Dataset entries
--

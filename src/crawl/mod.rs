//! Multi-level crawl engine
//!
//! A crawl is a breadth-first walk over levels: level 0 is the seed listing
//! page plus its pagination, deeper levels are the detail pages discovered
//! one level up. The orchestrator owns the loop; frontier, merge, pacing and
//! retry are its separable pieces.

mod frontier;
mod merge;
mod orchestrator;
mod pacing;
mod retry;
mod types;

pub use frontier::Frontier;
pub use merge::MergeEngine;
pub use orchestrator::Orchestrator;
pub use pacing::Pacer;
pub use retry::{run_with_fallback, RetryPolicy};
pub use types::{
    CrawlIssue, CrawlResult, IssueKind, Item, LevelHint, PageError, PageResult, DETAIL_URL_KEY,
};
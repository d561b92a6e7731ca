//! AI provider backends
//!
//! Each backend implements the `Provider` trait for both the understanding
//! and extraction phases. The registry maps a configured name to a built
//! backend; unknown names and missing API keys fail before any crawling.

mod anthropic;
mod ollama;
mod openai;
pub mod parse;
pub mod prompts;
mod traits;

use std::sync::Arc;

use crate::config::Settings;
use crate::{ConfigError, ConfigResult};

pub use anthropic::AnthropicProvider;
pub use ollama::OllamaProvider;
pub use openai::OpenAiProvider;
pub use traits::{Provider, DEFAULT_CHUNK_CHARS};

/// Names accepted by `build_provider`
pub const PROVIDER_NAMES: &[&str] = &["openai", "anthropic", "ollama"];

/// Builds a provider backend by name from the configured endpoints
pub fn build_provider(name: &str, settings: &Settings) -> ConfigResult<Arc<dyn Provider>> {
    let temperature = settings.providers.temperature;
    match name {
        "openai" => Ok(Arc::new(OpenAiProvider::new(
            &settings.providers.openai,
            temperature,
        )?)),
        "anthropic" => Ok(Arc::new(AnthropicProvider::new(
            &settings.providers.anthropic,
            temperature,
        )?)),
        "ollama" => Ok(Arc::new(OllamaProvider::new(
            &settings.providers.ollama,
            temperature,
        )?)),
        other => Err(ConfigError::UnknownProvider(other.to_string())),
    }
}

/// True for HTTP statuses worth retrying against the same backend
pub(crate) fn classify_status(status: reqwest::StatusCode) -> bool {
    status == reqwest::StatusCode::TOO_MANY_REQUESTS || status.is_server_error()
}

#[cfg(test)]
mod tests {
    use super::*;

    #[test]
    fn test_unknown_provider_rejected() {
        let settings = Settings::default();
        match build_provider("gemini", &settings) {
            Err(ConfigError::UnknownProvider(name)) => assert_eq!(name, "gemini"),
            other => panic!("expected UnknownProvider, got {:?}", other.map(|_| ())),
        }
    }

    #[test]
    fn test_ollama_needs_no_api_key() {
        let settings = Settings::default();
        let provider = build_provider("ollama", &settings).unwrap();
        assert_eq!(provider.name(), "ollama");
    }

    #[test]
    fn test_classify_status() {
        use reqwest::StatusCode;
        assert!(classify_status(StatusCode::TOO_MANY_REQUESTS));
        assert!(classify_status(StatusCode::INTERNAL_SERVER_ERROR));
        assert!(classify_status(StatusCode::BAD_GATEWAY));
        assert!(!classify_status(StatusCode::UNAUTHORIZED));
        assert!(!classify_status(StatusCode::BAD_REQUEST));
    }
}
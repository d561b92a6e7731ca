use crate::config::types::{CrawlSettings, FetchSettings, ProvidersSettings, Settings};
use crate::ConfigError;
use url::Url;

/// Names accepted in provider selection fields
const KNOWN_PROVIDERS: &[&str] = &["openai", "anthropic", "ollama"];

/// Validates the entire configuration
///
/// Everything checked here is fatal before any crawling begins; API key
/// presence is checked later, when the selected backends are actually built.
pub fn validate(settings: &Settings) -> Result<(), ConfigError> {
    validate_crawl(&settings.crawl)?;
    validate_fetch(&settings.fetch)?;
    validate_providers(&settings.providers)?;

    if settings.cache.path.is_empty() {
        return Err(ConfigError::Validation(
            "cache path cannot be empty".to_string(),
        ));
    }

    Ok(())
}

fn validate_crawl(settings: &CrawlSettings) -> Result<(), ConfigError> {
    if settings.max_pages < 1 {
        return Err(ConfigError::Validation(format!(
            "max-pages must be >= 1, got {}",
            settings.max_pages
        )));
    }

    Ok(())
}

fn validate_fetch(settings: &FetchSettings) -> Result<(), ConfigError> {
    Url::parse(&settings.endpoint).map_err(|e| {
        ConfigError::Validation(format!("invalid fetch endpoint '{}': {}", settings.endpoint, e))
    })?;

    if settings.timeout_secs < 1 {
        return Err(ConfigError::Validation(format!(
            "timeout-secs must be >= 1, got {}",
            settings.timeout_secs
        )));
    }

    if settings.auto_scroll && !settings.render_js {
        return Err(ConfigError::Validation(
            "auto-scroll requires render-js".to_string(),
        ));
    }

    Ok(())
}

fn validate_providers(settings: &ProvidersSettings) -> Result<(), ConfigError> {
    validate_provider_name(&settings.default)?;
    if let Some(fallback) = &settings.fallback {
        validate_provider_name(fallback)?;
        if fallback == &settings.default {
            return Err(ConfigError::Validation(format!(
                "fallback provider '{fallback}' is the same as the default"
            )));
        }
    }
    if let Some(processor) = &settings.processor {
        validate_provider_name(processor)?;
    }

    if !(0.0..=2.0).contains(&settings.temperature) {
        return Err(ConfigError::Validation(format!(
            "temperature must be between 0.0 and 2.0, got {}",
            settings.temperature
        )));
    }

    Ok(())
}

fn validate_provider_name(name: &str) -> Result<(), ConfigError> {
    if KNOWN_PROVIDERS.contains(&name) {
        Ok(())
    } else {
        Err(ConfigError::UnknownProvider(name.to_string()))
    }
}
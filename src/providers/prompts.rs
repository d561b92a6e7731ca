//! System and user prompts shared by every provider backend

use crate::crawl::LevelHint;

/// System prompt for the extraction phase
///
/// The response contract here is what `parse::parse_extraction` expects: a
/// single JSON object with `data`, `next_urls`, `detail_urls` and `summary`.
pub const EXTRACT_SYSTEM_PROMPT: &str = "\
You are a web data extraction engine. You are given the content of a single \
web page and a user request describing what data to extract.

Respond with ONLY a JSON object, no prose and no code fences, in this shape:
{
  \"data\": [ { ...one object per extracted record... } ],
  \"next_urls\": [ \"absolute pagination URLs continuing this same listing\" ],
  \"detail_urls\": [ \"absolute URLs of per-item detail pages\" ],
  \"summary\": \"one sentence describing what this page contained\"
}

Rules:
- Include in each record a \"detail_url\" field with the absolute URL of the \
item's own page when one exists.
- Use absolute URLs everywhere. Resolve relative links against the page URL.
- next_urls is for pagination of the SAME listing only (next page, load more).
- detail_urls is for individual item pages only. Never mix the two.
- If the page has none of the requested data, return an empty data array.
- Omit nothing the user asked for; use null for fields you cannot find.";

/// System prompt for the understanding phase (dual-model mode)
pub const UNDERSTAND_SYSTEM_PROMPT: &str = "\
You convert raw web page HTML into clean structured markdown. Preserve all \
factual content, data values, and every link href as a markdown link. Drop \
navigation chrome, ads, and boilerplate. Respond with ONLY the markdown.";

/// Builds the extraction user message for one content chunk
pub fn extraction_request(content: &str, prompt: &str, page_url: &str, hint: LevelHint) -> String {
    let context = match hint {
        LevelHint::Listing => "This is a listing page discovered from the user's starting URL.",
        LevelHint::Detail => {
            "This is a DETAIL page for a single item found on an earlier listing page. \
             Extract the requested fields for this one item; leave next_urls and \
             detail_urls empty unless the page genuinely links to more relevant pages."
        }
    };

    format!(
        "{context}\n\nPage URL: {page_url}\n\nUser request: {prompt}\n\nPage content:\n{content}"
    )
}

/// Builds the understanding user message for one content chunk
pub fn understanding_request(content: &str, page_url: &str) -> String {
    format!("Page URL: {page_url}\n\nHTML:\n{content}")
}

--

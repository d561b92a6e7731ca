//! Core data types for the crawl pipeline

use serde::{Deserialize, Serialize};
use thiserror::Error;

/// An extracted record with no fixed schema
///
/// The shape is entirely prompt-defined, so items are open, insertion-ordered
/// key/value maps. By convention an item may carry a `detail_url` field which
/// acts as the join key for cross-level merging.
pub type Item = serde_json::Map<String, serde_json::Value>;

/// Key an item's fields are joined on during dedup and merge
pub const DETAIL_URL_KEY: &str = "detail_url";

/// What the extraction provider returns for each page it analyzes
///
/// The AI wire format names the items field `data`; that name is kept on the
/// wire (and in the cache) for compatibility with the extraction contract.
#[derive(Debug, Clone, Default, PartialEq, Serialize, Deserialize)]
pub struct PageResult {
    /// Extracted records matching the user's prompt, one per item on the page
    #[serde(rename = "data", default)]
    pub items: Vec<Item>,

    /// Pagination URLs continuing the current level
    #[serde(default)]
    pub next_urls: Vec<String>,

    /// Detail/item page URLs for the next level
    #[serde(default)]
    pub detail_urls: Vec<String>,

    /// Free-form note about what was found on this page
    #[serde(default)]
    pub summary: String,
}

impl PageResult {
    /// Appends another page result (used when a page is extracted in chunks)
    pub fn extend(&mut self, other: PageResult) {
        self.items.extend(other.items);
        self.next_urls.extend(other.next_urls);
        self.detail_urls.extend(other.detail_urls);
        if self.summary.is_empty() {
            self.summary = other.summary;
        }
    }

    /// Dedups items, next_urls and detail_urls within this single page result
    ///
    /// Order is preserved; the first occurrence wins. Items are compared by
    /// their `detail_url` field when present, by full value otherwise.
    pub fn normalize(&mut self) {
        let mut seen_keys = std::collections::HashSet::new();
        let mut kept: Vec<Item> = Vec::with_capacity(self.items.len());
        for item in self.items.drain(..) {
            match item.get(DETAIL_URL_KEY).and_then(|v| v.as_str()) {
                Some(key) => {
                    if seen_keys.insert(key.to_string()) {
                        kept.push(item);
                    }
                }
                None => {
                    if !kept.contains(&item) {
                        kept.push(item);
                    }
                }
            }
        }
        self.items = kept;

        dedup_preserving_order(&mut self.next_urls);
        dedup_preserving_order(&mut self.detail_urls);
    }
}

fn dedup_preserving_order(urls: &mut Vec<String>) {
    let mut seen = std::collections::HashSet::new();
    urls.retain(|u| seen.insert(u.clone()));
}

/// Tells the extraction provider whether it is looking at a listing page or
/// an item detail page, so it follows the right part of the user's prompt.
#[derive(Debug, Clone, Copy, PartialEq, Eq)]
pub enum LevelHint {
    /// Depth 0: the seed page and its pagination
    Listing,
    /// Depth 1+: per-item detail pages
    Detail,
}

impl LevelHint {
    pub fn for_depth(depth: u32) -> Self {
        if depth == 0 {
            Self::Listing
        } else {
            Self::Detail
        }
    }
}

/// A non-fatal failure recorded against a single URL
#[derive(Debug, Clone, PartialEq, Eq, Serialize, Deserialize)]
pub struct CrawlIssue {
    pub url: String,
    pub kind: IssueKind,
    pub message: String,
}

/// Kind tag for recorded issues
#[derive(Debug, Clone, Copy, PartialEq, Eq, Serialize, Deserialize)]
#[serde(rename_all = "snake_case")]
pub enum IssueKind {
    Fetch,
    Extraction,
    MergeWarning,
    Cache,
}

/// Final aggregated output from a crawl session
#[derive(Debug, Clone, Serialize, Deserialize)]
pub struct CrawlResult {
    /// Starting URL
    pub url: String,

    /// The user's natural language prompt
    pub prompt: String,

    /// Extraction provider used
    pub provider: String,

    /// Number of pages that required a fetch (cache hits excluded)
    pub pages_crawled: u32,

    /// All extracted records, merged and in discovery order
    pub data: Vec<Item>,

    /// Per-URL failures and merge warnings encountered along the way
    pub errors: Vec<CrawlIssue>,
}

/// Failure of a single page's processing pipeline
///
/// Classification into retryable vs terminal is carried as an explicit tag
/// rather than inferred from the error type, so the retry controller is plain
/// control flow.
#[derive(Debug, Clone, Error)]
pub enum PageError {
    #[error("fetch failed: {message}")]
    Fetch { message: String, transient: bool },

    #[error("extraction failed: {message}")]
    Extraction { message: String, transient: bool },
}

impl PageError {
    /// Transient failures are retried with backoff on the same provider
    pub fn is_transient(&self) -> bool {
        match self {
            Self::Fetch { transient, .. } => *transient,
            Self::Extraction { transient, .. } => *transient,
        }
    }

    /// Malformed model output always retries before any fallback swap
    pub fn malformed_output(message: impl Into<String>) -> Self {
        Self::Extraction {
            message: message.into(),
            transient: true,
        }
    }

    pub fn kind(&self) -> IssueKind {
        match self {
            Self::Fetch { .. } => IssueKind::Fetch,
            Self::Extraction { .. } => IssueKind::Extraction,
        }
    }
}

--

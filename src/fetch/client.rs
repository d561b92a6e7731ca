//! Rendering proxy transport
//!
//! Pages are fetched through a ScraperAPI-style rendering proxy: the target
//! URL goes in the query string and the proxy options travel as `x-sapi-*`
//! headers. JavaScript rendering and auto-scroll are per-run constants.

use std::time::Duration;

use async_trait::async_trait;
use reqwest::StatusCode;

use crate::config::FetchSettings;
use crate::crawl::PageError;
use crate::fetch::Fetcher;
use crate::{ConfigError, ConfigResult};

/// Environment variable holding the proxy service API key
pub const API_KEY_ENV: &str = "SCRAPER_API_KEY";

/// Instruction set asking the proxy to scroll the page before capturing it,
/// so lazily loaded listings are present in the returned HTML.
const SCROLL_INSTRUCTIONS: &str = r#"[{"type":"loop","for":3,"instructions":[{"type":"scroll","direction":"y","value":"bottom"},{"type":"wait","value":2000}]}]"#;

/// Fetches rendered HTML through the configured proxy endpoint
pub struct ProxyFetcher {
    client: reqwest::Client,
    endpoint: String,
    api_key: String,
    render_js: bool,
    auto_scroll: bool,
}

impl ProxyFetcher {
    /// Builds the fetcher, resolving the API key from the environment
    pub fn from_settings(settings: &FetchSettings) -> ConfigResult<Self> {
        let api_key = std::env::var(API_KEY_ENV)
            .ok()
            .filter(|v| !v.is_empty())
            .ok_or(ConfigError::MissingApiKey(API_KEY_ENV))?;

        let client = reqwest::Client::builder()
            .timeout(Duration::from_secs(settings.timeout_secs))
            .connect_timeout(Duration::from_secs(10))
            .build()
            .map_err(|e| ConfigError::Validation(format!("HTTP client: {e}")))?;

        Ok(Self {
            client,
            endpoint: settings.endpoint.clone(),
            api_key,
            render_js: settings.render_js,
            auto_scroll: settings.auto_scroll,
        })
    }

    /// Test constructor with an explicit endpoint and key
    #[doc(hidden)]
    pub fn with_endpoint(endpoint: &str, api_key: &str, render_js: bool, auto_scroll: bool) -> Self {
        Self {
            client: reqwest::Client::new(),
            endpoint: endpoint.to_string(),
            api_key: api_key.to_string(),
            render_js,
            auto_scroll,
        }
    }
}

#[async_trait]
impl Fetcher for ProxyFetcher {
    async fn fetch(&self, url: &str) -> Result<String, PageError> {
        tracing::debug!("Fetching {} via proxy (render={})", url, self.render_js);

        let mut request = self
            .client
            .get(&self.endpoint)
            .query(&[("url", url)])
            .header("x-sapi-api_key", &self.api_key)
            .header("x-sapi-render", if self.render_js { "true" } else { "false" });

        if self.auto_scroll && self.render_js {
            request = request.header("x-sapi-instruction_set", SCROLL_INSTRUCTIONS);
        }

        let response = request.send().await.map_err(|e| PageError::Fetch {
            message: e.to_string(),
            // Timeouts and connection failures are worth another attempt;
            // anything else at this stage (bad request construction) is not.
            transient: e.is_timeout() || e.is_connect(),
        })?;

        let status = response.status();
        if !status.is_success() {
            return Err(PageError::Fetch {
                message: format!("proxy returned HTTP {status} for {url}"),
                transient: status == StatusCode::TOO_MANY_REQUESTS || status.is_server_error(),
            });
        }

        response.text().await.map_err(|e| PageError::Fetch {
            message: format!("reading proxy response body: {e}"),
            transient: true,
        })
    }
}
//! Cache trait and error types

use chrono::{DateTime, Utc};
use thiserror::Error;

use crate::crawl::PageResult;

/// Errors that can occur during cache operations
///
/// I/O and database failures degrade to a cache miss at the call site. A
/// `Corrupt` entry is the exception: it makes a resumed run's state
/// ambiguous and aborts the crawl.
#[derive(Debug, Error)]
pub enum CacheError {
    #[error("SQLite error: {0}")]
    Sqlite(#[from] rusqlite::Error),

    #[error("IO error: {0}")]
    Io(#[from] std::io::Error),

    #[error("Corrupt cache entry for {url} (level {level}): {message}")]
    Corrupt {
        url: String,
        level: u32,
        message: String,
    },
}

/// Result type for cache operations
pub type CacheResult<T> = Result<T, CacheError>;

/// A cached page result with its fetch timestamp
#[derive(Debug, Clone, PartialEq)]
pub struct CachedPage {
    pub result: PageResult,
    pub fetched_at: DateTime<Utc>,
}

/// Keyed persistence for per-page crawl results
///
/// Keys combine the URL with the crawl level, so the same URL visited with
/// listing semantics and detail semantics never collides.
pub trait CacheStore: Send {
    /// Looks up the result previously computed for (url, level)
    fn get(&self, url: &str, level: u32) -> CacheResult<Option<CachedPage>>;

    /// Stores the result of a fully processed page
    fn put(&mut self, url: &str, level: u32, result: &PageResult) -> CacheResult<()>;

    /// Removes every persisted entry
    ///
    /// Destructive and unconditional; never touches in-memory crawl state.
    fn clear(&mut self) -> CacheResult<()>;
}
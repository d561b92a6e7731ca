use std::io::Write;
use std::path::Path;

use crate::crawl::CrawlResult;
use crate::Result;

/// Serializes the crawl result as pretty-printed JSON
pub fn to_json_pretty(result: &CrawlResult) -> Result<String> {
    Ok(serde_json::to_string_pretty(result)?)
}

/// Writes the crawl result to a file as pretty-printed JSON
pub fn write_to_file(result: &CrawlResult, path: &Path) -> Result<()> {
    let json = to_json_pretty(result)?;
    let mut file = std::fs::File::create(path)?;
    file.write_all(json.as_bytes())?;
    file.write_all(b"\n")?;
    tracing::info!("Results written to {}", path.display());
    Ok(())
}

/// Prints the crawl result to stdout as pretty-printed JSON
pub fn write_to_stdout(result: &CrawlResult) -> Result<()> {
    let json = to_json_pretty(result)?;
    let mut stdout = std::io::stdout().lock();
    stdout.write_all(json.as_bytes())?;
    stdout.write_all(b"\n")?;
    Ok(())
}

--

> _PROBLEM TO SOLVE_
From the data above, output exactly the lines between the one containing "filename src/crawl/mod.rs" and the one containing "detail pages discovered", counting both of them.

> _ANSWER FOR THIS EXERCISE_
filename src/crawl/mod.rs
//! Multi-level crawl engine
//!
//! A crawl is a breadth-first walk over levels: level 0 is the seed listing
//! page plus its pagination, deeper levels are the detail pages discovered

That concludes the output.